Review by Droknar
"Solid RTS offering good challenge, good replayability, but would provide a tough challenge for the novice"
Company of Heroes
First off, my RTS background includes Warcraft II/III, Starcraft, Total Annihilation, Command and Conquer (original, Red Alert II, Generals and Zero Hour), as well as the entire Warhammer 40K: Dawn of war series including the most recent, Dark Crusade. I'm an avid RTS player who definitely came to Company of Heroes expecting innovative gameplay and a unique challenge. This is true, but as is sometimes the case, you 'get what you wish for.'
CoH reminds me a lot of Warhammer 40k in that there are resources solely governed by territorial control and the construction of listening posts at each of these territories. The difference is inherent in the resource rate. CoH correctly portrays the 'supply line' mentality of World War II combat, in that resources are scarce and hard to control.
The premise is to use a combination of infantry, armor, and artillery to take control of territory to both bolster your army and starve your opponent into submission, while accomplishing side objectives or fight against time or unit constraints in order to achieve victory.
There are three types of resources to keep track of: manpower, munitions, and fuel. Manpower is just that - the ability to field personnel. This is used in general infantry, heavy weapons teams, mortar crews, engineers, snipers, as well as every tank and light armor vehicle you build. This is the staple resource and the easiest to come by. You also use this resource to reinforce your infantry squads. The other two are the game-breakers.
Munitions allow the use of special abilities and command powers. This is everything from telling your infantry to throw grenades or calling in off-map artillery. Everything has a munitions cost, and it typically isn't cheap. This creates a significant strategic problem and an additional layer of gameplay that can leave novice or non-hardcore players frustrated. It always seems like there is never enough munitions no matter how many points you take.
Fuel is far worse. Fuel is what allows you to field vehicles, and due to their power is extremely hard to get. Typically there are only one or two fuel points on a map, and they generate fuel extremely slowly. As such tanks are treasured assets that you should never leave alone and always pull back if in dire straits, into the waiting arms of your engineers.
Artillery is a horrific force in the game, as it is in real war. It is expensive to wield, but extremely useful in subverting enemy offenses and rooting out entrenched forces.
Single Player Campaign - 8 out of 10
Following Able Company throughout a long campaign of attrition against German defenses, the player will be tested in their micro-managing skills and quick thinking. Many of the missions are time-based and require extraordinary playing to win the coveted reward medals. Because the German army is usually entrenched and vastly outnumber your forces, you constantly feel outmaneuvered and in some cases, out-gunned due to the German Panzers.

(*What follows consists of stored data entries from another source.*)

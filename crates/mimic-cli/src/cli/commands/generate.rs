//! `mimicgen generate` - one set of junk-field values.

use anyhow::Result;
use colored::Colorize;
use tracing::info;

use super::{entropy, Context};
use crate::cli::args::GenerateArgs;
use crate::output::{render_result, OutputFormat};

pub fn execute(ctx: &Context, args: GenerateArgs) -> Result<()> {
    let mut settings = ctx.store.load(args.mimic_type)?;
    args.overrides.apply(&mut settings);
    let settings = settings.coerce_ranges();

    if args.save {
        let path = ctx.store.save(&settings)?;
        info!(path = %path.display(), "saved {} settings", settings.mimic_type);
        if ctx.output_format == OutputFormat::Text {
            eprintln!("{} settings saved to {}", "Success:".green().bold(), path.display());
        }
    }

    let entropy = entropy(args.seed);
    let result = match mimic_gen::generate_with(&settings, entropy.as_ref()) {
        Err(e) if e.is_user_error() => anyhow::bail!(
            "{e}\n\n\
             Pass --domain <DOMAIN> or store one with:\n  \
             mimicgen settings set dns domain <DOMAIN>"
        ),
        result => result?,
    };

    println!(
        "{}",
        render_result(ctx.output_format, settings.mimic_type, &result)?
    );
    Ok(())
}
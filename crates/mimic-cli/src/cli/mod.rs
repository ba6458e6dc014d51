//! CLI argument parsing and command dispatch.

pub mod args;
pub mod commands;

use anyhow::Result;
use args::{Cli, Commands};
use clap::Parser;
use tracing_subscriber::EnvFilter;

use crate::config::SettingsStore;

/// Run the CLI application.
pub async fn run() -> Result<()> {
    let cli = Cli::parse();

    init_tracing(cli.verbose);

    if cli.no_color {
        colored::control::set_override(false);
    }

    // Settings directory from CLI, env, or the platform default
    let store = match cli.settings_dir {
        Some(dir) => SettingsStore::at(dir),
        None => SettingsStore::open_default()?,
    };

    let ctx = commands::Context {
        store,
        output_format: cli.output.unwrap_or_default(),
    };

    match cli.command {
        Commands::Generate(args) => commands::generate::execute(&ctx, args),
        Commands::Watch(args) => commands::watch::execute(&ctx, args).await,
        Commands::Settings(args) => commands::settings::execute(&ctx, args),
    }
}

/// Log to stderr so stdout only carries generated values.
fn init_tracing(verbose: bool) {
    let default_level = if verbose { "debug" } else { "warn" };
    let filter =
        EnvFilter::try_from_default_env().unwrap_or_else(|_| EnvFilter::new(default_level));

    tracing_subscriber::fmt()
        .with_env_filter(filter)
        .with_target(false)
        .with_writer(std::io::stderr)
        .init();
}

Most of the game (on Normal Difficulty) provides a decent challenge and constant watch of your forces, but some missions (Hill 192 in particular) left me screaming and swearing in frustration. The 8 score is due in part to the sometimes awkward scripted events, awful load times, sometimes idiotic pathfinding and unit AI, and almost negligible fuel and munitions resource collection rates.
Tutorial - 5 out of 10
The tutorial does a good job of explaining the basics of troop movement, command powers and combat. It does not, however, cover building construction or upgrade order. The player is left to decipher just how to be able to build a Motor Pool on their own, which is inexcusable for a game developer.
Graphics - 10 out of 10 (Load Times - 1 out of 10)

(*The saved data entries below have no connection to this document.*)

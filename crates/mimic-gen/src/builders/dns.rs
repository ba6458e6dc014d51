//! DNS exchange mimic.
//!
//! Produces a small, internally consistent resolver conversation for one
//! domain: an A query, an AAAA query, answers to both, and one extra query
//! (HTTPS for the apex or A for `www.`). Every message carries an EDNS0 OPT
//! record with a cookie and, at random, padding and client-subnet options.
//!
//! ```text
//! i1  query A      id=X   rd
//! i2  query AAAA   id=Y   rd
//! i3  response     id=X   qr aa? rd ra   1-3 A answers
//! i4  extra query  id=Z   HTTPS domain | A www.domain
//! i5  response     id=Y
//! ```

use std::net::{IpAddr, Ipv4Addr};

use hickory_proto::op::{Edns, Message, MessageType, OpCode, Query};
use hickory_proto::rr::rdata::opt::{ClientSubnet, EdnsOption};
use hickory_proto::rr::rdata::A;
use hickory_proto::rr::domain::Label;
use hickory_proto::rr::{Name, RData, Record, RecordType};
use mimic_core::{format_blob, MimicError, MimicResult, MimicSettings, Result, SecureRng};
use rand::Rng;
use tracing::debug;

/// Advertised UDP payload size.
const EDNS_UDP_PAYLOAD: u16 = 4096;

const OPTION_COOKIE: u16 = 0x000a;
const OPTION_PADDING: u16 = 0x000c;

const SUBNET_PREFIX: u8 = 24;

const MAX_LABEL_LEN: usize = 63;

/// Query flags as (AD, CD) on top of RD. Plain RD is listed twice to weight it.
const QUERY_FLAGS: [(bool, bool); 4] = [(false, false), (true, false), (false, false), (false, true)];

/// Response AA bit on top of QR+RD+RA. Non-authoritative weighted double.
const RESPONSE_AUTHORITATIVE: [bool; 3] = [false, true, false];

/// Build the DNS mimic for `settings.domain`.
///
/// The domain is encoded as given; surrounding whitespace only counts as
/// blank when nothing else is there.
///
/// # Errors
///
/// Returns [`MimicError::DomainRequired`] if the domain is blank, or
/// [`MimicError::Dns`] if it does not fit in a DNS name.
pub fn build(settings: &MimicSettings, rng: &mut SecureRng<'_>) -> Result<MimicResult> {
    let domain = settings.domain.as_str();
    if domain.trim().is_empty() {
        return Err(MimicError::DomainRequired);
    }
    let name = domain_name(domain)?;

    let id_a = transaction_id(rng);
    let id_aaaa = transaction_id(rng);
    let id_extra = transaction_id(rng);

    let query_a = query(&name, id_a, RecordType::A, rng)?;
    let query_aaaa = query(&name, id_aaaa, RecordType::AAAA, rng)?;
    let response_a = response(&name, id_a, rng)?;

    let extra = if rng.coin() {
        query(&name, id_extra, RecordType::HTTPS, rng)?
    } else {
        let www = domain_name(&format!("www.{domain}"))?;
        query(&www, id_extra, RecordType::A, rng)?
    };

    let response_aaaa = response(&name, id_aaaa, rng)?;

    let j1_len = rng.gen_range(8..24);
    let j2_len = rng.gen_range(4..16);
    let itime = rng.itime(settings.itime_min, settings.itime_max);

    debug!(
        domain,
        id_a,
        id_aaaa,
        id_extra,
        query_len = query_a.len(),
        response_len = response_a.len(),
        "built DNS mimic"
    );

    Ok(MimicResult {
        i1: format_blob(&query_a),
        i2: format_blob(&query_aaaa),
        i3: format_blob(&response_a),
        i4: format_blob(&extra),
        i5: format_blob(&response_aaaa),
        j1: format_blob(&rng.bytes(j1_len)),
        j2: format_blob(&rng.bytes(j2_len)),
        j3: String::new(),
        itime: itime.to_string(),
    })
}

fn transaction_id(rng: &mut SecureRng<'_>) -> u16 {
    rng.gen_range(0x0001..0xFFFF)
}

/// Fully qualified name from dot-separated labels, each cut to 63 bytes.
fn domain_name(domain: &str) -> Result<Name> {
    let labels = domain
        .split('.')
        .filter(|label| !label.is_empty())
        .map(|label| Label::from_raw_bytes(&label.as_bytes()[..label.len().min(MAX_LABEL_LEN)]))
        .collect::<std::result::Result<Vec<_>, _>>()
        .map_err(|e| MimicError::Dns(format!("invalid label in {domain:?}: {e}")))?;

    Name::from_labels(labels).map_err(|e| MimicError::Dns(format!("invalid name {domain:?}: {e}")))
}

/// A recursive query with an EDNS0 OPT record in the additional section.
fn query(name: &Name, id: u16, qtype: RecordType, rng: &mut SecureRng<'_>) -> Result<Vec<u8>> {
    let (authentic_data, checking_disabled) = *rng.pick(&QUERY_FLAGS);

    let mut message = Message::new();
    message
        .set_id(id)
        .set_message_type(MessageType::Query)
        .set_op_code(OpCode::Query)
        .set_recursion_desired(true)
        .set_authentic_data(authentic_data)
        .set_checking_disabled(checking_disabled)
        .add_query(Query::query(name.clone(), qtype));

    let mut options = vec![EdnsOption::Unknown(OPTION_COOKIE, rng.bytes(8))];
    if rng.coin() {
        let len = rng.gen_range(12..64);
        options.push(EdnsOption::Unknown(OPTION_PADDING, vec![0u8; len]));
    }
    if rng.coin() {
        options.push(client_subnet(rng));
    }
    rng.shuffle(&mut options);

    message.set_edns(edns(options));
    encode(&message)
}

/// An answer for `name` with 1-3 A records and a server cookie.
fn response(name: &Name, id: u16, rng: &mut SecureRng<'_>) -> Result<Vec<u8>> {
    let answers: u8 = rng.gen_range(1..=3);

    let mut message = Message::new();
    message
        .set_id(id)
        .set_message_type(MessageType::Response)
        .set_op_code(OpCode::Query)
        .set_authoritative(*rng.pick(&RESPONSE_AUTHORITATIVE))
        .set_recursion_desired(true)
        .set_recursion_available(true)
        .add_query(Query::query(name.clone(), RecordType::A));

    for _ in 0..answers {
        let ttl: u32 = rng.gen_range(60..7200);
        let address = Ipv4Addr::new(
            rng.gen_range(1..255),
            rng.gen_range(0..255),
            rng.gen_range(0..255),
            rng.gen_range(1..255),
        );
        message.add_answer(Record::from_rdata(name.clone(), ttl, RData::A(A::from(address))));
    }

    // Server cookie echoes an 8-byte client part followed by 8-15 server bytes.
    let server_len = rng.gen_range(8..16);
    let mut cookie = rng.bytes(8);
    cookie.extend(rng.bytes(server_len));

    let mut options = vec![EdnsOption::Unknown(OPTION_COOKIE, cookie)];
    if rng.coin() {
        let len = rng.gen_range(8..32);
        options.push(EdnsOption::Unknown(OPTION_PADDING, vec![0u8; len]));
    }

    message.set_edns(edns(options));
    encode(&message)
}

/// EDNS client-subnet option for a random IPv4 /24.
fn client_subnet(rng: &mut SecureRng<'_>) -> EdnsOption {
    let [a, b, c]: [u8; 3] = rng.gen();
    let network = IpAddr::V4(Ipv4Addr::new(a, b, c, 0));
    EdnsOption::Subnet(ClientSubnet::new(network, SUBNET_PREFIX, 0))
}

/// EDNS0 with the DO bit and a 4096-byte payload, options in the given order.
fn edns(options: Vec<EdnsOption>) -> Edns {
    let mut edns = Edns::new();
    edns.set_max_payload(EDNS_UDP_PAYLOAD);
    edns.set_dnssec_ok(true);
    for option in options {
        edns.options_mut().insert(option);
    }
    edns
}

fn encode(message: &Message) -> Result<Vec<u8>> {
    message
        .to_vec()
        .map_err(|e| MimicError::Dns(format!("failed to encode message {}: {e}", message.id())))
}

The system requirements for this game are understandably high. My XPS laptop ran the game relatively well on most settings on High, however the load times were horrendous. One level in particular took nearly 10 minutes to load, which I haven't seen since my days of playing Commando on a Commodore 64. After dropping many of the settings to Low, load times are down to a minute or so, and performance in-game has remained about the same.
Sound 9 out of 10
One typically doesn't include a sound category in a review, but I felt it was warranted. The sound in the game is phenomenal. Even at mid-range settings, on headphones or surround sound speakers you can hear the artillery soaring through the sky from behind, then above, then in front of you before impacting on the ground. Infantry on screen will speak and sound like they are right next to you, while units off screen will sound like they are coming in over long-range radio. Tanks and vehicles engines hum and idle, cannons roar, and the sounds of combat are visceral and realistic. Voice acting is top-notch, as well, to include the German voices (spoken in German).
Overall (Should I get this game?)
This game is probably not for the novice RTS fan, unless they've played Dawn of War or Dark Crusade. It requires a large amount of baby-sitting for your units, which require reinforcement, upgrades, and specific clicking on special abilities (no auto-ability a la Warcraft III). The addition of resource cost for using these abilities adds another level of difficulty in micro-management of units. If this is a little too much to get your head around, I'd give this one a miss and maybe try Command and Conquer or Dawn of War first.
For the hardcore, the three resource types coupled with the requirement for use of nearly every unit in your inventory presents an enticing challenge. No doubt the subtle changes of strategy between German and American forces in multiplayer will give you lasting opportunities to test your prowess in RTS gaming.